(Data listing)

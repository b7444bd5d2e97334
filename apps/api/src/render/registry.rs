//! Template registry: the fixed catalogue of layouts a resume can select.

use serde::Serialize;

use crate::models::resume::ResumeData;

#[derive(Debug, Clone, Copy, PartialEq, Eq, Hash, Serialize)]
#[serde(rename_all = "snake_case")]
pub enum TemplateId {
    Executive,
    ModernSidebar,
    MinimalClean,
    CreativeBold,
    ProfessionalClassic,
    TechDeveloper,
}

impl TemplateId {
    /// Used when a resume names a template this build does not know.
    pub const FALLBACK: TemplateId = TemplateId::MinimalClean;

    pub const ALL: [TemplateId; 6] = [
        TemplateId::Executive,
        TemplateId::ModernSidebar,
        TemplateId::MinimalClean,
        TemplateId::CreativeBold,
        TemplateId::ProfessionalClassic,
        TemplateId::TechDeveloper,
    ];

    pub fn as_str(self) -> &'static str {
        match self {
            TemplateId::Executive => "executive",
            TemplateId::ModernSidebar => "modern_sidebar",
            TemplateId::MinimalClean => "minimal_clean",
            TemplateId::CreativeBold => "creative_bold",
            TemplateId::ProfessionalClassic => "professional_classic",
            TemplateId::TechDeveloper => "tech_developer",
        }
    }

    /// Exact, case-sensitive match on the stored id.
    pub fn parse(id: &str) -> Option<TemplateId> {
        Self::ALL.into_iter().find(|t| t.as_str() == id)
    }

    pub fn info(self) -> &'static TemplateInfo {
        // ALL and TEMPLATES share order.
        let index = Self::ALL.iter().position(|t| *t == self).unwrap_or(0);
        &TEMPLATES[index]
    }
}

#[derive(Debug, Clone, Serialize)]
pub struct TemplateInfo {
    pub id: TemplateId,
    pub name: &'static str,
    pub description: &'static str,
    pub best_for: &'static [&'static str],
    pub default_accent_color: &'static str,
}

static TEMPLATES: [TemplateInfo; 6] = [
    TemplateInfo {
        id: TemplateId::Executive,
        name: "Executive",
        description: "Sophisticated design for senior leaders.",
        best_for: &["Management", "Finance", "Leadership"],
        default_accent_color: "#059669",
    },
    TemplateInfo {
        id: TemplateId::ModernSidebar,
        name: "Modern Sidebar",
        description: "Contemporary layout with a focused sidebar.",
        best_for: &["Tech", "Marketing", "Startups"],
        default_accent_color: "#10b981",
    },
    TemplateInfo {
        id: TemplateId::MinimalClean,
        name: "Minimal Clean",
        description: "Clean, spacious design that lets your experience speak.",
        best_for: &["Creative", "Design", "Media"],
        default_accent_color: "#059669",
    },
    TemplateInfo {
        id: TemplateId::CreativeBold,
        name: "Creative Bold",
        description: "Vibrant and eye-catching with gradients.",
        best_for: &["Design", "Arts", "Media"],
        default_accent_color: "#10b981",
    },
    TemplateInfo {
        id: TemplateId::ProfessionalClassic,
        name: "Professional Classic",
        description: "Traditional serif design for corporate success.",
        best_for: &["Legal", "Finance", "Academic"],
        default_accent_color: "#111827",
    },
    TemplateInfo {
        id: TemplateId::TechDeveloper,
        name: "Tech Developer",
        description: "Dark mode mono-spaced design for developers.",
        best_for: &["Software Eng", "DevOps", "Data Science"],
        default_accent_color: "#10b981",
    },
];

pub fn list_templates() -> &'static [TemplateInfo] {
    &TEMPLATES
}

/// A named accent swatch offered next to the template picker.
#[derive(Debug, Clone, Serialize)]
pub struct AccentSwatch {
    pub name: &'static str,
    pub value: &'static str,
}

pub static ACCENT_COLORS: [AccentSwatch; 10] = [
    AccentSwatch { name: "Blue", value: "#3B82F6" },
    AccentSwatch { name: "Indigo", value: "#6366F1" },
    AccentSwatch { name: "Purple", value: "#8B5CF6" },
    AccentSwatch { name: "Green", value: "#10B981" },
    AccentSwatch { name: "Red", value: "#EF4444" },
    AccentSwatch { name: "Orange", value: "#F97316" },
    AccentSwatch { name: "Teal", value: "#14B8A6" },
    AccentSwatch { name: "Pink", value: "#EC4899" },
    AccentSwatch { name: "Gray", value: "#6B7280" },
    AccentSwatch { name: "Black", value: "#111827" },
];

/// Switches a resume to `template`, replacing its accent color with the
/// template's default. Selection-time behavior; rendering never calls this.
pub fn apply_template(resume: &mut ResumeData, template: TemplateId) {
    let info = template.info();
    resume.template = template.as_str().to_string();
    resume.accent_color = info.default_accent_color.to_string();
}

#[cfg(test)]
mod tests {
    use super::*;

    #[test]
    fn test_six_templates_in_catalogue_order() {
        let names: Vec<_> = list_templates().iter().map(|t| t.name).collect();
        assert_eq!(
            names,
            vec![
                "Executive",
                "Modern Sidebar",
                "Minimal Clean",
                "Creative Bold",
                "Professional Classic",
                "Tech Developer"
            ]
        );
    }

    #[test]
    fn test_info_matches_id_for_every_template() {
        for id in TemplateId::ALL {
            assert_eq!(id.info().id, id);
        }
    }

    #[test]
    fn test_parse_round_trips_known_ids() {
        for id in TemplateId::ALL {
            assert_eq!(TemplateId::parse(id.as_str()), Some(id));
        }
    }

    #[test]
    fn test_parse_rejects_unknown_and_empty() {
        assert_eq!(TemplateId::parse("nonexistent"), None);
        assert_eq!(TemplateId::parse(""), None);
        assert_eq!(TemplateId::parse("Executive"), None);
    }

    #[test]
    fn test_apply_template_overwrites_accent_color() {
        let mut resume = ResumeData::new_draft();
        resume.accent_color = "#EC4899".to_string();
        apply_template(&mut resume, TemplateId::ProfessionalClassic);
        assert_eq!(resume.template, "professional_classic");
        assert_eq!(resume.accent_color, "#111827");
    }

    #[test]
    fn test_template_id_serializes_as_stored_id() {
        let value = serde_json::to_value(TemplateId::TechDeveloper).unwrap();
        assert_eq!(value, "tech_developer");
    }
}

(End Data listing)

What is wanted is the number of lines holding "CreativeBold" in the entries. Nothing else should be given.

*Solution to this problem*
4